State how many lines of the records contain the string "Debug", and give no other information.

--- Recorded information Enclosed Below ---

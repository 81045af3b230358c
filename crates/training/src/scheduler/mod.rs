use std::f64::consts::PI;

use log::warn;
use serde::{Deserialize, Serialize};

use crate::{config, TrainingError};

/// Step-indexed learning-rate schedule.
///
/// The rate is a pure function of the position, so a schedule is restored by
/// its position alone and can be moved forward without taking optimizer steps.
pub trait LRScheduler: Send {
    /// Advances one position and returns the new rate.
    fn step(&mut self) -> f64;

    fn learning_rate(&self) -> f64;

    fn position(&self) -> usize;

    fn set_position(&mut self, position: usize);

    /// Position after which the rate no longer changes.
    fn horizon(&self) -> usize;

    /// Closed-form number of steps until the rate is at or below `target`.
    ///
    /// `None` when the schedule is not invertible or never reaches `target`.
    fn steps_until(&self, target: f64) -> Option<usize>;

    fn state(&self) -> SchedulerState {
        SchedulerState {
            position: self.position(),
            learning_rate: self.learning_rate(),
        }
    }

    fn load_state(&mut self, state: &SchedulerState) {
        self.set_position(state.position);
    }
}

#[derive(Debug, Clone, Copy, PartialEq, Serialize, Deserialize)]
pub struct SchedulerState {
    pub position: usize,
    /// Informational; recomputed from `position` on load.
    pub learning_rate: f64,
}

#[derive(Debug, Clone, Copy, PartialEq)]
pub enum DecayShape {
    Constant,
    Linear,
    Cosine,
    Polynomial { power: f64 },
}

/// Linear warmup from zero to `base_lr`, then decay to `min_lr` at `total_steps`.
#[derive(Debug, Clone)]
pub struct WarmupSchedule {
    shape: DecayShape,
    base_lr: f64,
    min_lr: f64,
    warmup_steps: usize,
    total_steps: usize,
    position: usize,
}

impl WarmupSchedule {
    pub fn new(
        shape: DecayShape,
        base_lr: f64,
        min_lr: f64,
        warmup_steps: usize,
        total_steps: usize,
    ) -> Result<Self, TrainingError> {
        if base_lr <= 0.0 {
            return Err(TrainingError::initialization(
                "scheduler requires base learning rate > 0",
            ));
        }
        if min_lr < 0.0 || min_lr > base_lr {
            return Err(TrainingError::initialization(
                "scheduler min_lr must be in [0, base_lr]",
            ));
        }
        if let DecayShape::Polynomial { power } = shape {
            if power <= 0.0 {
                return Err(TrainingError::initialization(
                    "polynomial schedule requires power > 0",
                ));
            }
        }
        Ok(Self {
            shape,
            base_lr,
            min_lr,
            warmup_steps,
            total_steps: total_steps.max(warmup_steps),
            position: 0,
        })
    }

    pub fn from_training_config(
        cfg: &config::SchedulerConfig,
        base_lr: f64,
        total_steps: usize,
    ) -> Result<Self, TrainingError> {
        if total_steps == 0 {
            return Err(TrainingError::initialization(
                "scheduler requires total_steps greater than zero",
            ));
        }
        let shape = match cfg.strategy {
            config::LearningRateSchedule::Constant => DecayShape::Constant,
            config::LearningRateSchedule::LinearDecay => DecayShape::Linear,
            config::LearningRateSchedule::Cosine => DecayShape::Cosine,
            config::LearningRateSchedule::Polynomial => DecayShape::Polynomial {
                power: cfg.power as f64,
            },
        };
        Self::new(
            shape,
            base_lr,
            cfg.min_lr as f64,
            cfg.warmup_steps,
            total_steps,
        )
    }

    fn decay_span(&self) -> usize {
        self.total_steps - self.warmup_steps
    }

    fn compute_lr(&self, step: usize) -> f64 {
        if self.warmup_steps > 0 && step < self.warmup_steps {
            return self.base_lr * step as f64 / self.warmup_steps as f64;
        }
        let span = self.decay_span();
        if self.shape == DecayShape::Constant || span == 0 {
            return match self.shape {
                DecayShape::Constant => self.base_lr,
                _ => self.min_lr,
            };
        }
        let progress = ((step - self.warmup_steps) as f64 / span as f64).clamp(0.0, 1.0);
        let decay = match self.shape {
            DecayShape::Constant => 1.0,
            DecayShape::Linear => 1.0 - progress,
            DecayShape::Cosine => 0.5 * (1.0 + f64::cos(PI * progress)),
            DecayShape::Polynomial { power } => (1.0 - progress).max(0.0).powf(power),
        };
        self.min_lr + (self.base_lr - self.min_lr) * decay
    }

    /// Smallest decay progress in `[0, 1]` whose rate is at or below `target`.
    fn inverse_progress(&self, target: f64) -> Option<f64> {
        let range = self.base_lr - self.min_lr;
        if range <= 0.0 {
            return None;
        }
        let ratio = ((target - self.min_lr) / range).clamp(0.0, 1.0);
        match self.shape {
            DecayShape::Constant => None,
            DecayShape::Linear => Some(1.0 - ratio),
            DecayShape::Cosine => Some((2.0 * ratio - 1.0).acos() / PI),
            DecayShape::Polynomial { power } => Some(1.0 - ratio.powf(1.0 / power)),
        }
    }
}

impl LRScheduler for WarmupSchedule {
    fn step(&mut self) -> f64 {
        self.position = self.position.saturating_add(1);
        self.compute_lr(self.position)
    }

    fn learning_rate(&self) -> f64 {
        self.compute_lr(self.position)
    }

    fn position(&self) -> usize {
        self.position
    }

    fn set_position(&mut self, position: usize) {
        self.position = position;
    }

    fn horizon(&self) -> usize {
        match self.shape {
            DecayShape::Constant => self.warmup_steps,
            _ => self.total_steps,
        }
    }

    fn steps_until(&self, target: f64) -> Option<usize> {
        if self.learning_rate() <= target {
            return Some(0);
        }
        if target < self.min_lr {
            return None;
        }
        let span = self.decay_span();
        let progress = self.inverse_progress(target)?;
        let start = self.position.max(self.warmup_steps);
        let mut candidate =
            (self.warmup_steps + (progress * span as f64).ceil() as usize).max(start);
        // Settle floating-point rounding in the inverse.
        while candidate > start && self.compute_lr(candidate - 1) <= target {
            candidate -= 1;
        }
        while candidate < self.total_steps && self.compute_lr(candidate) > target {
            candidate += 1;
        }
        if self.compute_lr(candidate) > target {
            return None;
        }
        Some(candidate - self.position)
    }
}

/// Outcome of lowering the rate by a factor.
#[derive(Debug, Clone, Copy, PartialEq)]
pub struct AnnealOutcome {
    pub previous_lr: f64,
    pub learning_rate: f64,
    pub steps_advanced: usize,
    /// The schedule bottomed out before reaching the target.
    pub hit_floor: bool,
}

/// Moves the schedule forward until the rate is at most `previous / factor`.
///
/// Uses the closed-form inverse when the schedule has one and otherwise steps
/// at most `iteration_cap` times.
pub fn anneal(
    scheduler: &mut dyn LRScheduler,
    factor: f64,
    iteration_cap: usize,
) -> AnnealOutcome {
    let previous_lr = scheduler.learning_rate();
    let target = previous_lr / factor;
    let start = scheduler.position();

    let hit_floor = match scheduler.steps_until(target) {
        Some(steps) if steps <= iteration_cap => {
            scheduler.set_position(start + steps);
            false
        }
        _ => {
            let mut iterations = 0;
            while scheduler.learning_rate() > target
                && scheduler.position() < scheduler.horizon()
                && iterations < iteration_cap
            {
                scheduler.step();
                iterations += 1;
            }
            scheduler.learning_rate() > target
        }
    };

    let outcome = AnnealOutcome {
        previous_lr,
        learning_rate: scheduler.learning_rate(),
        steps_advanced: scheduler.position() - start,
        hit_floor,
    };
    if hit_floor {
        warn!(
            "learning rate schedule bottomed out at {:.3e} while annealing towards {:.3e}; \
             the schedule horizon is too short for the configured annealing",
            outcome.learning_rate, target
        );
    }
    outcome
}

/// Steps a fresh schedule until its rate reaches `min_lr`, so training never
/// starts with a zero rate. Returns the number of steps taken.
pub fn fast_forward_to(scheduler: &mut dyn LRScheduler, min_lr: f64, iteration_cap: usize) -> usize {
    let mut steps = 0;
    while scheduler.learning_rate() < min_lr
        && scheduler.position() < scheduler.horizon()
        && steps < iteration_cap
    {
        scheduler.step();
        steps += 1;
    }
    steps
}

#[cfg(test)]
mod tests {
    use super::*;

    fn linear(warmup: usize, total: usize) -> WarmupSchedule {
        WarmupSchedule::new(DecayShape::Linear, 1.0, 0.0, warmup, total).unwrap()
    }

    #[test]
    fn warmup_then_linear_decay() {
        let mut schedule = linear(10, 110);
        assert_eq!(schedule.learning_rate(), 0.0);
        schedule.set_position(5);
        assert!((schedule.learning_rate() - 0.5).abs() < 1e-12);
        schedule.set_position(10);
        assert!((schedule.learning_rate() - 1.0).abs() < 1e-12);
        schedule.set_position(60);
        assert!((schedule.learning_rate() - 0.5).abs() < 1e-12);
        schedule.set_position(500);
        assert_eq!(schedule.learning_rate(), 0.0);
    }

    #[test]
    fn closed_form_matches_iteration() {
        let shapes = [
            DecayShape::Linear,
            DecayShape::Cosine,
            DecayShape::Polynomial { power: 2.0 },
        ];
        for shape in shapes {
            let mut schedule = WarmupSchedule::new(shape, 7e-4, 1e-6, 100, 5_000).unwrap();
            schedule.set_position(1_234);
            let target = schedule.learning_rate() / 2.0;
            let predicted = schedule.steps_until(target).unwrap();

            let mut iterated = schedule.clone();
            let mut steps = 0;
            while iterated.learning_rate() > target {
                iterated.step();
                steps += 1;
            }
            assert_eq!(predicted, steps, "{shape:?}");
        }
    }

    #[test]
    fn anneal_halves_the_rate() {
        let mut schedule = linear(0, 1_024);
        schedule.set_position(256);
        let outcome = anneal(&mut schedule, 2.0, 10_000_000);
        assert!(!outcome.hit_floor);
        assert_eq!(outcome.previous_lr, 0.75);
        assert_eq!(outcome.learning_rate, 0.375);
        assert_eq!(outcome.steps_advanced, 384);
        assert_eq!(schedule.position(), 640);
    }

    #[test]
    fn anneal_during_warmup_lands_in_decay() {
        let mut schedule = linear(100, 1_100);
        schedule.set_position(50);
        let outcome = anneal(&mut schedule, 2.0, 10_000_000);
        assert!(outcome.learning_rate <= 0.25);
        assert!(schedule.position() >= 100);
    }

    #[test]
    fn constant_schedule_reports_floor() {
        let mut schedule = WarmupSchedule::new(DecayShape::Constant, 1e-3, 0.0, 0, 10).unwrap();
        assert_eq!(schedule.steps_until(5e-4), None);
        let outcome = anneal(&mut schedule, 2.0, 1_000);
        assert!(outcome.hit_floor);
        assert_eq!(outcome.learning_rate, 1e-3);
    }

    #[test]
    fn fast_forward_leaves_zero_rate() {
        let mut schedule = linear(16_000, 500_000);
        let steps = fast_forward_to(&mut schedule, 1e-7, 10_000_000);
        assert_eq!(steps, 1);
        assert!(schedule.learning_rate() >= 1e-7);
    }

    #[test]
    fn state_restores_position() {
        let mut schedule = linear(10, 100);
        for _ in 0..37 {
            schedule.step();
        }
        let state = schedule.state();
        let mut restored = linear(10, 100);
        restored.load_state(&state);
        assert_eq!(restored.position(), 37);
        assert_eq!(restored.learning_rate(), schedule.learning_rate());
    }
}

--- End of Enclosed Recorded information ---

Solution below: 4